United States v. Bethlehem Steel Corporation

Decision Date19 June 1963
Docket NumberNo. 18027.,18027.
Citation319 F.2d 512
PartiesUNITED STATES of America, Appellant, v. BETHLEHEM STEEL CORPORATION, a corporation, and Calmar Steamship Corporation, a corporation as Bareboat Charterer of the AMERICAN STEAM SCREW TEXMAR, Official No. 247147, Appellees.
CourtU.S. Court of Appeals — Ninth Circuit

Joseph D. Gulfoyle, Asst. Atty. Gen., Brockman Adams, U. S. Atty., Alan S. Rosenthal and Stanley M. Kolber, Attys., Department of Justice, Washington, D. C., for appellant.

Bogle, Bogle & Gates, and M. Bayard Crutcher, Seattle, Wash., for appellee.

Before MADDEN, Judge of the Court of Claims, and BROWNING and DUNIWAY, Circuit Judges.

MADDEN, Judge.

This case presents the question whether a ship owner who by his negligence causes the ship to sink in a channel where it will, until removed, constitute an obstruction to navigation, is liable to the United States for the cost incurred by the United States in removing the ship from the channel.
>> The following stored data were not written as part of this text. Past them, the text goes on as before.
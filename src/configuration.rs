use crate::reqwest_helpers::ClientSettings;
use crate::st_model::{FactionSymbol, ShipType};
use anyhow::{Context, Result};
use serde::Deserialize;
use std::path::PathBuf;
use std::time::Duration;

/// Runtime settings, read from `SPACETRADERS_*` environment variables.
#[derive(Clone, Debug, Deserialize, PartialEq)]
pub struct AgentConfiguration {
    #[serde(default = "default_base_url")]
    pub base_url: String,
    #[serde(default = "default_faction")]
    pub faction: String,
    #[serde(default = "default_token_dir")]
    pub token_dir: PathBuf,
    #[serde(default = "default_turn_length_seconds")]
    pub turn_length_seconds: u64,
    #[serde(default = "default_request_timeout_seconds")]
    pub request_timeout_seconds: u64,
    #[serde(default = "default_max_requests_per_second")]
    pub max_requests_per_second: u32,
    #[serde(default = "default_max_transient_retries")]
    pub max_transient_retries: u32,
    #[serde(default = "default_scout_ship_type")]
    pub scout_ship_type: String,
}

fn default_base_url() -> String {
    "https://api.spacetraders.io/v2".to_string()
}

fn default_faction() -> String {
    "COSMIC".to_string()
}

fn default_token_dir() -> PathBuf {
    PathBuf::from(".")
}

fn default_turn_length_seconds() -> u64 {
    60
}

fn default_request_timeout_seconds() -> u64 {
    30
}

fn default_max_requests_per_second() -> u32 {
    2
}

fn default_max_transient_retries() -> u32 {
    3
}

fn default_scout_ship_type() -> String {
    "SHIP_PROBE".to_string()
}

pub const ENV_PREFIX: &str = "SPACETRADERS_";

impl AgentConfiguration {
    pub fn from_env() -> Result<Self> {
        Self::from_vars(std::env::vars())
    }

    pub fn from_vars<I>(vars: I) -> Result<Self>
    where
        I: IntoIterator<Item = (String, String)>,
    {
        let cfg: AgentConfiguration = envy::prefixed(ENV_PREFIX)
            .from_iter(vars)
            .context("Reading SPACETRADERS_* environment variables")?;

        if cfg.turn_length_seconds == 0 {
            anyhow::bail!("SPACETRADERS_TURN_LENGTH_SECONDS must be greater than 0");
        }
        Ok(cfg)
    }

    pub fn turn_length(&self) -> Duration {
        Duration::from_secs(self.turn_length_seconds)
    }

    pub fn faction_symbol(&self) -> FactionSymbol {
        FactionSymbol(self.faction.clone())
    }

    pub fn scout_ship_type(&self) -> ShipType {
        ShipType(self.scout_ship_type.clone())
    }

    pub fn client_settings(&self) -> ClientSettings {
        ClientSettings {
            request_timeout: Duration::from_secs(self.request_timeout_seconds),
            max_requests_per_second: self.max_requests_per_second,
            max_transient_retries: self.max_transient_retries,
        }
    }
}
On December 30, 1960, the ship S. S. Texmar of the appellee Bethlehem Steel Company grounded on a shoal in Grays Harbor, Washington. Attempts to free it were unsuccessful; the ship fractured and became a total loss, obstructing the ship channel. Bethlehem and the other appellee, Calmar Steamship Corporation, which was operating the ship under a bareboat charter from Bethlehem at the time of the ship's grounding, sent certain communications to the United States Army Corps of Engineers and received responses from the Corps of Engineers. On January 13, 1960, the Corps of Engineers notified Bethlehem and Calmar that it was going to proceed to remove the ship from the channel and would charge the expense of doing so to Bethlehem and Calmar. It did so, and the United States says that the cost was in excess of $336,000, after salvage.

Because of the claim of the United States for reimbursement, Bethlehem and Calmar filed a petition in the United States District Court for the Western District of Washington, seeking exoneration from, or limitation of liability of, the expense arising out of the Texmar incident. The United States filed its answer, denying the right of the petitioners to the relief sought by them, and, in addition to its answer, filed a claim against Bethlehem and Calmar for the $336,000 which, it asserted, it had expended in removing the ship to restore the navigability of the channel. The United States asserted that the wrecking of the ship was the result of the negligence of Bethlehem and Calmar, and it specified nine respects in which it asserted that they had been negligent.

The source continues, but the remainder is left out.